## What is being asked:
A single number is expected: the count of lines in the entries below that contain "impl".

## Extracted material:

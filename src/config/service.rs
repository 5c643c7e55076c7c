use serde::Deserialize;
use std::collections::BTreeMap;

use crate::config::settings::SettingsConfig;
use crate::errors::{Result, WatchError};

pub const API_BASE_URL_DEFAULT: &str = "https://api-prod.newworld.co.nz/v1/edge";
pub const SEARCH_PAGE_URL_DEFAULT: &str = "https://www.newworld.co.nz/shop/search?pg=1&q";
pub const WATCHLIST_PATH_DEFAULT: &str = "data/watchlist.json";

/// ================================
/// Full service configuration
/// ================================
#[derive(Debug, Deserialize, Clone, Default)]
pub struct ServiceConfig {
    #[serde(default)]
    pub settings: SettingsConfig,
    #[serde(default)]
    pub api: ApiConfig,
    #[serde(default)]
    pub browser: BrowserSettings,
    /// store name -> store id
    #[serde(default)]
    pub stores: BTreeMap<String, String>,
    #[serde(default)]
    pub watchlist: WatchlistConfig,
    pub email: Option<EmailConfig>,
}

impl ServiceConfig {
    /// Resolve a store name (as kept in the watchlist) to its catalog id.
    pub fn store_id(&self, store_name: &str) -> Result<&str> {
        self.stores
            .get(store_name)
            .map(|id| id.as_str())
            .ok_or_else(|| WatchError::Config(format!("store '{}' not found in store list", store_name)))
    }
}

/// ================================
/// Search API
/// ================================
#[derive(Debug, Deserialize, Clone)]
pub struct ApiConfig {
    #[serde(default = "default_api_base_url")]
    pub base_url: String,
}

impl Default for ApiConfig {
    fn default() -> Self {
        Self {
            base_url: default_api_base_url(),
        }
    }
}

/// ================================
/// Token harvesting browser
/// ================================
#[derive(Debug, Deserialize, Clone)]
pub struct BrowserSettings {
    /// page whose own API calls carry the bearer token
    #[serde(default = "default_search_page_url")]
    pub search_page_url: String,
    /// wait after load for asynchronous requests
    #[serde(default = "default_settle_seconds")]
    pub settle_seconds: u64,
    #[serde(default = "default_navigation_timeout_seconds")]
    pub navigation_timeout_seconds: u64,
    #[serde(default = "default_true")]
    pub headless: bool,
    #[serde(default)]
    pub no_sandbox: bool,
    /// chromium binary; auto-detected when absent
    pub executable: Option<String>,
}

impl Default for BrowserSettings {
    fn default() -> Self {
        Self {
            search_page_url: default_search_page_url(),
            settle_seconds: default_settle_seconds(),
            navigation_timeout_seconds: default_navigation_timeout_seconds(),
            headless: true,
            no_sandbox: false,
            executable: None,
        }
    }
}

#[derive(Debug, Deserialize, Clone)]
pub struct WatchlistConfig {
    #[serde(default = "default_watchlist_path")]
    pub path: String,
}

impl Default for WatchlistConfig {
    fn default() -> Self {
        Self {
            path: default_watchlist_path(),
        }
    }
}

/// ================================
/// Alert email (SMTP)
/// ================================
#[derive(Debug, Deserialize, Clone)]
pub struct EmailConfig {
    pub smtp_host: String,
    #[serde(default = "default_smtp_port")]
    pub smtp_port: u16,
    pub username: Option<String>,
    pub password: Option<String>,
    pub sender: String,
    pub recipient: String,
    #[serde(default = "default_subject")]
    pub subject: String,
}

fn default_api_base_url() -> String {
    API_BASE_URL_DEFAULT.to_owned()
}

fn default_search_page_url() -> String {
    SEARCH_PAGE_URL_DEFAULT.to_owned()
}

fn default_settle_seconds() -> u64 {
    5
}

fn default_navigation_timeout_seconds() -> u64 {
    30
}

fn default_true() -> bool {
    true
}

fn default_watchlist_path() -> String {
    WATCHLIST_PATH_DEFAULT.to_owned()
}

fn default_smtp_port() -> u16 {
    587
}

fn default_subject() -> String {
    "NewWorld Specials Alert".to_owned()
}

## Your solution:
4